Philadelphia 76ers coach Doug Collins will resign at the end of the season, a league source confirmed on Sunday night.
The Sixers picked up the option on Collins’ contract for the 2013-14 season in training camp and he announced then he would have liked to remain with the organization in some capacity when his training career was finished.
Collins will stay with the organization in a front-office or advisory role was an option if he makes a decision to step down, according to sources close to the situation.
Team president Rod Thorn was already set to step aside after this season; leaving open the chance Collins assumes greater front-office control.
With the franchise in decline after the Andrew Bynum trade was a massive flop, Collins decided he wanted no part of what could actually be a long rebuilding effort.
The 76ers are 33-47 and in ninth place in the Eastern Conference a year since they won 35 games and a round in the playoffs in last year’s lockout-shortened season. NFL lines
Collins, a 4-time All-Star with the Sixers, returned to the franchise in 2010 and led them to the playoffs in each of his first 2 seasons.
After falling one win shy of advancing to the Eastern Conference finals last season, the Sixers shook up the roster and made the bold move to acquire Bynum.
Bynum never played for the 76ers due to bone bruises in both knees. He insisted from training camp he would play this season, only to shut it down for good on March 18 and undergo season-ending arthroscopic surgery on both knees. Bynum earned $16.5 million this season and is about to become an unrestricted free agent.

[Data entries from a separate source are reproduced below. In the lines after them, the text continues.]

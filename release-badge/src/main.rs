use anyhow::{Context, Result};
use clap::Parser;
use tracing_subscriber::EnvFilter;

use release_badge::cache::{CacheStore, FileStore, MemoryStore, ReleaseCache};
use release_badge::cli::Args;
use release_badge::config::Config;
use release_badge::github::GitHubClient;
use release_badge::orchestrator::{ReleaseFetchOrchestrator, RunOutcome};
use release_badge::presentation::ConsolePresenter;

#[tokio::main]
async fn main() -> Result<()> {
    let args = Args::parse();

    // Initialize tracing
    let default_level = if args.verbose { "debug" } else { "info" };
    tracing_subscriber::fmt()
        .with_env_filter(
            EnvFilter::try_from_default_env().unwrap_or_else(|_| EnvFilter::new(default_level)),
        )
        .with_writer(std::io::stderr)
        .init();

    let mut config = Config::load(&args.config_path()).context("Failed to load configuration")?;
    config.merge_with_args(&args)?;

    let (owner, repo) = config.repository()?;

    let client = match &config.api.base_url {
        Some(base_url) => GitHubClient::with_base_url(owner, repo, base_url)?,
        None => GitHubClient::new(owner, repo)?,
    }
    .per_page(config.api.per_page);

    let mut presenter = ConsolePresenter::new(
        std::io::stdout(),
        args.format,
        config.asset_matcher(),
        config.link_targets(owner, repo),
    );

    let outcome = if args.no_cache {
        run(client, MemoryStore::new(), &config, &mut presenter).await
    } else {
        let dir = config.cache.dir.clone().unwrap_or_else(FileStore::default_dir);
        tracing::debug!("Using cache directory {}", dir.display());
        run(client, FileStore::new(dir), &config, &mut presenter).await
    };

    if outcome != RunOutcome::CacheHit && outcome != RunOutcome::Fetched {
        tracing::warn!("No release details available ({:?})", outcome);
    }

    Ok(())
}

async fn run<S: CacheStore>(
    client: GitHubClient,
    store: S,
    config: &Config,
    presenter: &mut ConsolePresenter<std::io::Stdout>,
) -> RunOutcome {
    let key = config.cache_key(client.owner(), client.repo());
    let cache = ReleaseCache::new(store, key, config.cache_ttl());
    ReleaseFetchOrchestrator::new(client, cache)
        .run(presenter)
        .await
}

His decision came out only hours after his agent said Collins would return next season.
“He’s here for another year, at least,” agent John Langel announced. “He’s the coach and we’ll see what happens.”

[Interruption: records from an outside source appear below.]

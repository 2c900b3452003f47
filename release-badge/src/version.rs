use regex::Regex;
use std::cmp::Ordering;
use std::fmt;
use std::sync::LazyLock;

static TRIPLE: LazyLock<Regex> =
    LazyLock::new(|| Regex::new(r"([0-9]+)\.([0-9]+)\.([0-9]+)").expect("version pattern is valid"));

/// A `major.minor.patch` triple extracted from a release tag.
///
/// Field order matters: the derived `Ord` compares major, then minor, then patch.
#[derive(Debug, Clone, Copy, PartialEq, Eq, PartialOrd, Ord, Hash)]
pub struct Version {
    pub major: u64,
    pub minor: u64,
    pub patch: u64,
}

impl Version {
    pub fn new(major: u64, minor: u64, patch: u64) -> Self {
        Self {
            major,
            minor,
            patch,
        }
    }
}

impl fmt::Display for Version {
    fn fmt(&self, f: &mut fmt::Formatter<'_>) -> fmt::Result {
        write!(f, "{}.{}.{}", self.major, self.minor, self.patch)
    }
}

/// Extract the first `<digits>.<digits>.<digits>` run from a tag.
///
/// Surrounding whitespace and a single leading `v`/`V` are stripped first.
/// Anything without such a run (including the empty string) yields `None`.
pub fn parse(tag: &str) -> Option<Version> {
    let trimmed = tag.trim();
    let rest = trimmed
        .strip_prefix('v')
        .or_else(|| trimmed.strip_prefix('V'))
        .unwrap_or(trimmed)
        .trim();

    if rest.is_empty() {
        return None;
    }

    let caps = TRIPLE.captures(rest)?;
    Some(Version {
        major: caps[1].parse().ok()?,
        minor: caps[2].parse().ok()?,
        patch: caps[3].parse().ok()?,
    })
}

/// Lexicographic comparison on (major, minor, patch).
pub fn compare(a: &Version, b: &Version) -> Ordering {
    a.cmp(b)
}
use chrono::{DateTime, Duration, Utc};
use serde::{Deserialize, Serialize};
use std::collections::HashMap;
use std::fs;
use std::io::Write;
use std::path::{Path, PathBuf};
use std::sync::Mutex;
use tracing::{debug, warn};

use crate::error::{ReleaseBadgeError, Result};
use crate::release::ReleaseRecord;

pub const DEFAULT_TTL_SECS: u64 = 6 * 60 * 60;

/// Cache key for one repository's release
pub fn repo_cache_key(owner: &str, repo: &str) -> String {
    format!("{owner}_{repo}_latest_release")
}

/// String key-value storage backing the release cache
pub trait CacheStore {
    fn read(&self, key: &str) -> Result<Option<String>>;
    fn write(&self, key: &str, value: &str) -> Result<()>;
}

/// One JSON file per key inside a directory
#[derive(Debug, Clone)]
pub struct FileStore {
    dir: PathBuf,
}

impl FileStore {
    pub fn new(dir: impl Into<PathBuf>) -> Self {
        Self { dir: dir.into() }
    }

    /// Default cache directory for this tool
    pub fn default_dir() -> PathBuf {
        directories::ProjectDirs::from("", "", "release-badge")
            .map(|dirs| dirs.cache_dir().to_path_buf())
            .unwrap_or_else(|| std::env::temp_dir().join("release-badge"))
    }

    pub fn dir(&self) -> &Path {
        &self.dir
    }

    fn path_for(&self, key: &str) -> PathBuf {
        self.dir.join(format!("{key}.json"))
    }
}

impl CacheStore for FileStore {
    fn read(&self, key: &str) -> Result<Option<String>> {
        match fs::read_to_string(self.path_for(key)) {
            Ok(content) => Ok(Some(content)),
            Err(e) if e.kind() == std::io::ErrorKind::NotFound => Ok(None),
            Err(e) => Err(e.into()),
        }
    }

    fn write(&self, key: &str, value: &str) -> Result<()> {
        fs::create_dir_all(&self.dir)?;

        // Write to a sibling temp file first so readers never see a partial entry
        let mut temp_file = tempfile::NamedTempFile::new_in(&self.dir)?;
        temp_file.write_all(value.as_bytes())?;
        temp_file
            .persist(self.path_for(key))
            .map_err(|e| ReleaseBadgeError::CacheStorage {
                key: key.to_string(),
                message: e.to_string(),
            })?;
        Ok(())
    }
}

/// In-process storage, used when persistence is disabled
#[derive(Debug, Default)]
pub struct MemoryStore {
    entries: Mutex<HashMap<String, String>>,
}

impl MemoryStore {
    pub fn new() -> Self {
        Self::default()
    }
}

impl CacheStore for MemoryStore {
    fn read(&self, key: &str) -> Result<Option<String>> {
        let entries = self.entries.lock().map_err(|_| ReleaseBadgeError::CacheStorage {
            key: key.to_string(),
            message: "memory store lock poisoned".to_string(),
        })?;
        Ok(entries.get(key).cloned())
    }

    fn write(&self, key: &str, value: &str) -> Result<()> {
        let mut entries = self.entries.lock().map_err(|_| ReleaseBadgeError::CacheStorage {
            key: key.to_string(),
            message: "memory store lock poisoned".to_string(),
        })?;
        entries.insert(key.to_string(), value.to_string());
        Ok(())
    }
}

#[derive(Debug, Serialize, Deserialize)]
struct CacheEntry {
    /// Epoch milliseconds at which the entry was stored
    timestamp: i64,
    release: ReleaseRecord,
}

/// Time-boxed single-slot cache for the selected release.
///
/// Every failure is reported by the `try_*` operations; `get` and `put`
/// swallow them so a broken store behaves like an always-empty cache.
pub struct ReleaseCache<S> {
    store: S,
    key: String,
    ttl: Duration,
}

impl<S: CacheStore> ReleaseCache<S> {
    pub fn new(store: S, key: impl Into<String>, ttl: std::time::Duration) -> Self {
        Self {
            store,
            key: key.into(),
            ttl: Duration::from_std(ttl).unwrap_or(Duration::MAX),
        }
    }

    /// Slot keyed by repository, with the default lifetime
    pub fn for_repository(store: S, owner: &str, repo: &str) -> Self {
        Self::new(
            store,
            repo_cache_key(owner, repo),
            std::time::Duration::from_secs(DEFAULT_TTL_SECS),
        )
    }

    pub fn store(&self) -> &S {
        &self.store
    }

    pub fn key(&self) -> &str {
        &self.key
    }

    pub fn get(&self) -> Option<ReleaseRecord> {
        self.get_at(Utc::now())
    }

    pub fn put(&self, release: &ReleaseRecord) {
        self.put_at(Utc::now(), release)
    }

    pub fn get_at(&self, now: DateTime<Utc>) -> Option<ReleaseRecord> {
        match self.try_get_at(now) {
            Ok(release) => release,
            Err(e) => {
                debug!("Ignoring unreadable cache entry '{}': {}", self.key, e);
                None
            }
        }
    }

    pub fn put_at(&self, now: DateTime<Utc>, release: &ReleaseRecord) {
        if let Err(e) = self.try_put_at(now, release) {
            warn!("Failed to write cache entry '{}': {}", self.key, e);
        }
    }

    pub fn try_get(&self) -> Result<Option<ReleaseRecord>> {
        self.try_get_at(Utc::now())
    }

    pub fn try_put(&self, release: &ReleaseRecord) -> Result<()> {
        self.try_put_at(Utc::now(), release)
    }

    /// Read the entry, treating a missing or expired one as `None`
    pub fn try_get_at(&self, now: DateTime<Utc>) -> Result<Option<ReleaseRecord>> {
        let Some(raw) = self.store.read(&self.key)? else {
            return Ok(None);
        };

        let entry: CacheEntry = serde_json::from_str(&raw)?;
        let age = now.timestamp_millis().saturating_sub(entry.timestamp);
        if age >= self.ttl.num_milliseconds() {
            debug!("Cache entry '{}' expired ({} ms old)", self.key, age);
            return Ok(None);
        }

        debug!("Cache hit for '{}': {}", self.key, entry.release.tag);
        Ok(Some(entry.release))
    }

    pub fn try_put_at(&self, now: DateTime<Utc>, release: &ReleaseRecord) -> Result<()> {
        let entry = CacheEntry {
            timestamp: now.timestamp_millis(),
            release: release.clone(),
        };
        let encoded = serde_json::to_string(&entry)?;
        self.store.write(&self.key, &encoded)
    }
}

#[cfg(test)]
mod tests {
    use super::*;
    use crate::release::AssetRecord;
    use tempfile::tempdir;

    struct BrokenStore;

    impl CacheStore for BrokenStore {
        fn read(&self, key: &str) -> Result<Option<String>> {
            Err(ReleaseBadgeError::CacheStorage {
                key: key.to_string(),
                message: "storage unavailable".to_string(),
            })
        }

        fn write(&self, key: &str, _value: &str) -> Result<()> {
            Err(ReleaseBadgeError::CacheStorage {
                key: key.to_string(),
                message: "quota exceeded".to_string(),
            })
        }
    }

    fn sample_release() -> ReleaseRecord {
        ReleaseRecord {
            tag: "v1.2.3".to_string(),
            is_draft: false,
            is_prerelease: false,
            published_at: Some(Utc::now()),
            page_url: "https://github.com/opendrop/opendrop/releases/tag/v1.2.3".to_string(),
            assets: vec![AssetRecord {
                name: "opendrop-setup.exe".to_string(),
                download_url: "https://example.com/opendrop-setup.exe".to_string(),
            }],
        }
    }

    #[test]
    fn test_round_trip() {
        let cache = ReleaseCache::for_repository(MemoryStore::new(), "opendrop", "opendrop");
        let release = sample_release();

        assert!(cache.get().is_none());
        cache.put(&release);
        assert_eq!(cache.get(), Some(release));
    }

    #[test]
    fn test_expires_at_ttl() {
        let cache = ReleaseCache::new(
            MemoryStore::new(),
            "k",
            std::time::Duration::from_secs(60),
        );
        let stored_at = Utc::now();
        cache.put_at(stored_at, &sample_release());

        assert!(cache.get_at(stored_at + Duration::seconds(59)).is_some());
        assert!(cache.get_at(stored_at + Duration::seconds(60)).is_none());
        assert!(cache.get_at(stored_at + Duration::hours(7)).is_none());
    }

    #[test]
    fn test_default_ttl_is_six_hours() {
        let cache = ReleaseCache::for_repository(MemoryStore::new(), "opendrop", "opendrop");
        let stored_at = Utc::now();
        cache.put_at(stored_at, &sample_release());

        assert!(cache.get_at(stored_at + Duration::hours(5)).is_some());
        assert!(cache.get_at(stored_at + Duration::hours(6)).is_none());
    }

    #[test]
    fn test_put_replaces_entry() {
        let cache = ReleaseCache::for_repository(MemoryStore::new(), "opendrop", "opendrop");
        let mut release = sample_release();
        cache.put(&release);

        release.tag = "v1.3.0".to_string();
        cache.put(&release);
        assert_eq!(cache.get().unwrap().tag, "v1.3.0");
    }

    #[test]
    fn test_corrupt_entry_is_a_miss() {
        let store = MemoryStore::new();
        store.write("opendrop_opendrop_latest_release", "{not json").unwrap();
        let cache = ReleaseCache::for_repository(store, "opendrop", "opendrop");

        assert!(cache.get().is_none());
        assert!(matches!(cache.try_get(), Err(ReleaseBadgeError::Json(_))));
    }

    #[test]
    fn test_broken_store_degrades_to_miss() {
        let cache = ReleaseCache::for_repository(BrokenStore, "opendrop", "opendrop");
        cache.put(&sample_release());
        assert!(cache.get().is_none());
        assert!(cache.try_put(&sample_release()).is_err());
    }

    #[test]
    fn test_file_store_persists_between_instances() {
        let dir = tempdir().unwrap();
        let release = sample_release();

        let cache = ReleaseCache::for_repository(FileStore::new(dir.path()), "opendrop", "opendrop");
        cache.put(&release);
        assert!(dir.path().join("opendrop_opendrop_latest_release.json").exists());

        let reopened =
            ReleaseCache::for_repository(FileStore::new(dir.path()), "opendrop", "opendrop");
        assert_eq!(reopened.get(), Some(release));
    }

    #[test]
    fn test_repositories_sharing_a_directory_do_not_collide() {
        let dir = tempdir().unwrap();
        let mut other = sample_release();
        other.tag = "v0.4.0".to_string();
        other.page_url = "https://github.com/bob/tool/releases/tag/v0.4.0".to_string();

        let alice = ReleaseCache::for_repository(FileStore::new(dir.path()), "alice", "app");
        let bob = ReleaseCache::for_repository(FileStore::new(dir.path()), "bob", "tool");

        alice.put(&sample_release());
        assert!(bob.get().is_none());

        bob.put(&other);
        assert_eq!(alice.get().unwrap().tag, "v1.2.3");
        assert_eq!(bob.get().unwrap().tag, "v0.4.0");
    }

    #[test]
    fn test_file_store_missing_file() {
        let dir = tempdir().unwrap();
        let store = FileStore::new(dir.path().join("not-created-yet"));
        assert!(store.read("anything").unwrap().is_none());
    }

    #[test]
    fn test_entry_format() {
        let store = MemoryStore::new();
        let cache = ReleaseCache::new(store, "slot", std::time::Duration::from_secs(10));
        let now = Utc::now();
        cache.put_at(now, &sample_release());

        let raw = cache.store().read("slot").unwrap().unwrap();
        let value: serde_json::Value = serde_json::from_str(&raw).unwrap();
        assert_eq!(value["timestamp"], now.timestamp_millis());
        assert_eq!(value["release"]["tag_name"], "v1.2.3");
    }
}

There wasn’t immediate word on when he told his players. No Sixer indicated in the postgame locker room that Collins was leaving.
Hall of Famer Julius Erving, a former Sixers great and team adviser, related before Sunday’s win over Cleveland Cavaliers that the Sixers needed to keep Collins.
“The organization can ill-afford to have Doug walk away,” Erving expounded. “You’re not going to get a better coach or a better teacher.”
Collins guided a young Michael Jordan and the Chicago Bulls from 1986-89, and the Pistons from 1995-98. He coached Jordan again with the Washington Wizards from 2001-03.
His 2 seasons with the Wizards had been his just 2 full seasons in which he didn’t lead his team to the playoffs. He was fired right after Jordan was denied a return to the front office.
He was a 4-time All-Star with the Sixers, and he averaged 17.9 points in a vocation marred by injuries. A knee injury forced him to retire in 1981, 2 years before the Sixers beat the Lakers for the 1983 NBA title.